**Exercise**:
In the entries below, spot each line with the word "input" and copy it.

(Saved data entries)
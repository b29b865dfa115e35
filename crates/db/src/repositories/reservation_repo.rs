//! Repository for the `reservations` table (the reservation ledger).
//!
//! The existence pre-check and the insert are deliberately separate
//! statements: the pre-check gives the common case a friendly conflict
//! answer, while the `uq_reservations_screening_seat` constraint is what
//! actually serializes concurrent attempts. Callers must treat a unique
//! violation from [`ReservationRepo::create`] the same as a positive
//! pre-check.

use marquee_core::types::DbId;
use sqlx::PgPool;

use crate::models::reservation::{CreateReservation, Reservation, UserReservation};

/// Column list shared across queries to avoid repetition.
const COLUMNS: &str = "id, user_id, screening_id, seat_number, reservation_time";

/// Provides allocation and lookup operations for seat reservations.
pub struct ReservationRepo;

impl ReservationRepo {
    /// Whether a reservation already exists for the exact
    /// (screening, seat) pair.
    pub async fn is_seat_reserved(
        pool: &PgPool,
        screening_id: DbId,
        seat_number: &str,
    ) -> Result<bool, sqlx::Error> {
        let (exists,): (bool,) = sqlx::query_as(
            "SELECT EXISTS(
                SELECT 1 FROM reservations
                WHERE screening_id = $1 AND seat_number = $2
             )",
        )
        .bind(screening_id)
        .bind(seat_number)
        .fetch_one(pool)
        .await?;
        Ok(exists)
    }

    /// Insert a new reservation, returning the created row.
    ///
    /// A concurrent claim of the same seat surfaces as a database error
    /// with code `23505` on `uq_reservations_screening_seat`.
    pub async fn create(
        pool: &PgPool,
        input: &CreateReservation,
    ) -> Result<Reservation, sqlx::Error> {
        let query = format!(
            "INSERT INTO reservations (user_id, screening_id, seat_number)
             VALUES ($1, $2, $3)
             RETURNING {COLUMNS}"
        );
        sqlx::query_as::<_, Reservation>(&query)
            .bind(input.user_id)
            .bind(input.screening_id)
            .bind(&input.seat_number)
            .fetch_one(pool)
            .await
    }

    /// List a user's reservations with screening and movie context,
    /// most recent screening first.
    pub async fn list_for_user(
        pool: &PgPool,
        user_id: DbId,
    ) -> Result<Vec<UserReservation>, sqlx::Error> {
        sqlx::query_as::<_, UserReservation>(
            "SELECT
                r.id,
                r.seat_number,
                r.reservation_time,
                s.id AS screening_id,
                s.screening_time,
                m.title AS movie_title,
                m.duration
             FROM reservations r
             JOIN screenings s ON r.screening_id = s.id
             JOIN movies m ON s.movie_id = m.id
             WHERE r.user_id = $1
             ORDER BY s.screening_time DESC",
        )
        .bind(user_id)
        .fetch_all(pool)
        .await
    }

    /// Seat numbers already taken for a screening.
    pub async fn reserved_seats(
        pool: &PgPool,
        screening_id: DbId,
    ) -> Result<Vec<String>, sqlx::Error> {
        sqlx::query_scalar(
            "SELECT seat_number FROM reservations
             WHERE screening_id = $1
             ORDER BY seat_number",
        )
        .bind(screening_id)
        .fetch_all(pool)
        .await
    }
}
//! Route definitions for the `/reservations` resource.

use axum::routing::{get, post};
use axum::Router;

use crate::handlers::reservations;
use crate::state::AppState;

/// Routes mounted at `/reservations`.
///
/// ```text
/// POST /reservations     -> create_reservation (any authenticated user)
/// GET  /reservations/my  -> my_reservations (client)
/// ```
pub fn router() -> Router<AppState> {
    Router::new()
        .route("/reservations", post(reservations::create_reservation))
        .route("/reservations/my", get(reservations::my_reservations))
}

**Output for this task**:
        input: &CreateReservation,
            .bind(input.user_id)
            .bind(input.screening_id)
            .bind(&input.seat_number)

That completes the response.